A guided tour of the workplace for the class of '88

A MENTION in passing that the average age of lobbyists for the elderly is only 41 should have come as no surprise. But it did - a brute statistic, leaping off the page to remind a reader of the comically bad logic of life's hiring practices. If you stop to think about it, the matching of persons to careers is an odd coupling more often than not. As a mirror reversal of the example above, people of Gray Panther years give professional advice to teen-agers.

Celibates prescribe the rules for marriage.

Male obstetricians instruct women on how to give birth.

A professor with admirable candor confessed recently that one of the reasons he wrote a three-volume history of love was that he had been told he lacked a gift for being loving.

Not infrequently such cross-endeavors produce worthwhile results. Unpredictable and illuminating things can happen when a round peg tries to squirm into a square hole.

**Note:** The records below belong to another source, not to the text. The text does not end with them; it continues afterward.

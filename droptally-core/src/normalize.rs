//! Pure normalization and formatting helpers shared by auth, dedup, the
//! entity resolver, and the external clients.

use chrono::{Datelike, NaiveDateTime};

/// Normalizes a player display name for equivalence comparison. The external
/// metadata service replaces hyphens/underscores with spaces, so `-` and `_`
/// become a single space, whitespace collapses, and the result lowercases.
pub fn normalize_display_equivalence(name: &str) -> String {
    name.replace(['-', '_'], " ")
        .split_whitespace()
        .collect::<Vec<_>>()
        .join(" ")
        .to_lowercase()
}

pub fn display_names_equivalent(a: &str, b: &str) -> bool {
    normalize_display_equivalence(a) == normalize_display_equivalence(b)
}

/// Compacts an NPC name to its underscore form for cache/metric keys.
pub fn normalize_npc_name(npc_name: &str) -> String {
    npc_name.trim().replace(' ', "_")
}

/// Parses a kill time from the plugin: `MM:SS.t`, `HH:MM:SS.t`, or a plain
/// integer millisecond count. Trailing `.t` digits are hundredths of a
/// second. Returns None for anything unparseable.
pub fn parse_time_ms(raw: &str) -> Option<i64> {
    let raw = raw.trim();
    if raw.is_empty() {
        return None;
    }
    if !raw.contains(':') {
        return raw.parse::<i64>().ok();
    }

    let mut parts = raw.split(':').collect::<Vec<_>>();
    let seconds_part = parts.pop()?;
    let (seconds, ticks) = match seconds_part.split_once('.') {
        Some((s, t)) => (s.parse::<i64>().ok()?, t.parse::<i64>().ok()?),
        None => (seconds_part.parse::<i64>().ok()?, 0),
    };

    let total_seconds = match parts.as_slice() {
        [minutes] => minutes.parse::<i64>().ok()? * 60 + seconds,
        [hours, minutes] => {
            hours.parse::<i64>().ok()? * 3600 + minutes.parse::<i64>().ok()? * 60 + seconds
        }
        _ => return None,
    };

    Some(total_seconds * 1000 + ticks * 10)
}

/// Formats milliseconds back to `M:SS.t` (or `H:MM:SS.t` past an hour).
pub fn format_time_ms(ms: i64) -> String {
    let hours = ms / 3_600_000;
    let minutes = (ms % 3_600_000) / 60_000;
    let seconds = (ms % 60_000) / 1000;
    let ticks = (ms % 1000) / 100;

    if hours > 0 {
        format!("{hours}:{minutes:02}:{seconds:02}.{ticks}")
    } else {
        format!("{minutes}:{seconds:02}.{ticks}")
    }
}

/// Monthly partition label: `year * 100 + month`.
pub fn monthly_partition(at: NaiveDateTime) -> i32 {
    at.year() * 100 + at.month() as i32
}

/// Daily partition label: `YYYYMMDD`.
pub fn daily_partition(at: NaiveDateTime) -> String {
    format!("{:04}{:02}{:02}", at.year(), at.month(), at.day())
}

/// The timestamp format stored inside Redis item CSVs and recent-item
/// entries. Lexicographic order matches chronological order.
pub fn redis_timestamp(at: NaiveDateTime) -> String {
    at.format("%Y-%m-%d %H:%M:%S").to_string()
}

/// Maps an upload's declared content type to a normalized image extension.
pub fn extension_from_content_type(content_type: Option<&str>) -> &'static str {
    let Some(content_type) = content_type else {
        return "jpg";
    };
    let lower = content_type.to_lowercase();
    if lower.contains("png") {
        "png"
    } else if lower.contains("gif") {
        "gif"
    } else if lower.contains("webp") {
        "webp"
    } else {
        "jpg"
    }
}

/// Strips filesystem-hostile characters, collapses whitespace to `_`, and
/// trims leading/trailing dots and spaces.
pub fn sanitize_filename(name: &str) -> String {
    let cleaned: String = name
        .chars()
        .map(|c| match c {
            '<' | '>' | ':' | '"' | '/' | '\\' | '|' | '?' | '*' => '_',
            c if c.is_whitespace() => '_',
            c => c,
        })
        .collect();
    cleaned.trim_matches(['.', ' ', '_'].as_slice()).to_string()
}

#[cfg(test)]
mod tests {
    use super::*;
    use chrono::NaiveDate;

    #[test]
    fn display_equivalence_treats_separators_as_spaces() {
        assert!(display_names_equivalent("Iron-Bru", "iron bru"));
        assert!(display_names_equivalent("Iron_Bru", "Iron-Bru"));
        assert!(display_names_equivalent("  Iron   Bru ", "iron bru"));
        assert!(!display_names_equivalent("IronBru", "Iron Bru"));
    }

    #[test]
    fn parses_plugin_time_formats() {
        assert_eq!(parse_time_ms("1:33.00"), Some(93_000));
        assert_eq!(parse_time_ms("0:50.40"), Some(50_400));
        assert_eq!(parse_time_ms("1:02:03.5"), Some(3_723_050));
        assert_eq!(parse_time_ms("45000"), Some(45_000));
        assert_eq!(parse_time_ms("garbage"), None);
        assert_eq!(parse_time_ms(""), None);
    }

    #[test]
    fn formats_round_trip_to_tenths() {
        assert_eq!(format_time_ms(93_000), "1:33.0");
        assert_eq!(format_time_ms(50_400), "0:50.4");
        assert_eq!(format_time_ms(3_723_050), "1:02:03.0");
    }

    #[test]
    fn partition_labels() {
        let at = NaiveDate::from_ymd_opt(2025, 3, 7)
            .unwrap()
            .and_hms_opt(12, 30, 0)
            .unwrap();
        assert_eq!(monthly_partition(at), 202503);
        assert_eq!(daily_partition(at), "20250307");
    }

    #[test]
    fn sanitizes_filenames() {
        assert_eq!(sanitize_filename("King Black Dragon"), "King_Black_Dragon");
        assert_eq!(sanitize_filename("a<b>c:d"), "a_b_c_d");
        assert_eq!(sanitize_filename(".hidden. "), "hidden");
    }

    #[test]
    fn content_types_normalize_to_known_extensions() {
        assert_eq!(extension_from_content_type(Some("image/png")), "png");
        assert_eq!(extension_from_content_type(Some("image/jpeg")), "jpg");
        assert_eq!(extension_from_content_type(Some("image/webp")), "webp");
        assert_eq!(extension_from_content_type(Some("application/pdf")), "jpg");
        assert_eq!(extension_from_content_type(None), "jpg");
    }
}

Yet the assignment of people to employment that does not fit them disturbs a romantic notion: Somewhere a destined mate waits to love and be loved, and somewhere a destined task in life waits to be performed, as definite and right an assignment as the holy grail for Sir Galahad.

Easier said than done!

How many college graduates, class of '88, now finishing their summer breather before entering the marketplace, dream of such a perfect vocation - while having no idea what they want to do? Seldom has the choice of career seemed more crucial - or more of a puzzle. Never mind the class of '88.

Who does not know of ``children'' in their late 20s or early 30s still searching for their destiny, still listening for some inner voice to advise them what to do, and thus tell them who they are?

Once accident largely determined what people would become. One happened to be born on a farm. One became a farmer. One happened to be born in Detroit. One worked on an automobile assembly line. And almost all women became wives and mothers.

Now for the growing ranks of the college-educated there are all these options - what freedom, what luxury, what agony!

An industry has arisen to give expensive aptitude tests to inform the young - or even the middle-aged - what their bent may be.

We have become our own multiple-choice questions.

Alas, the world has grown more complicated along with us. Read through the lists of ``consultants'' and ``counselors'' in your reunion book and try to figure out what half of your classmates are doing. You need to be an expert of sorts to interpret help-wanted ads. Whatever became of butcher, baker, candlestickmaker? Does anybody have an occupation that does not require a footnote to explain it?

The more we look to our work to give us identity - and we do, desperately - the more confused we end up, as if our souls have been taken over in mergers almost as crazy as the ones, for example, that have found RCA, CBS, the New York Yankees, and Gulf + Western turning into book publishers.

Something in us dislikes all this flux and flexibility - all these inappropriate match-ups.

Something in us prays for a pure and simple calling - for life turned into an inevitability.

In the meantime, the class of '88, turned loose in an Alice-in-Wonderland world, has until Labor Day to get - what's that word? - a job.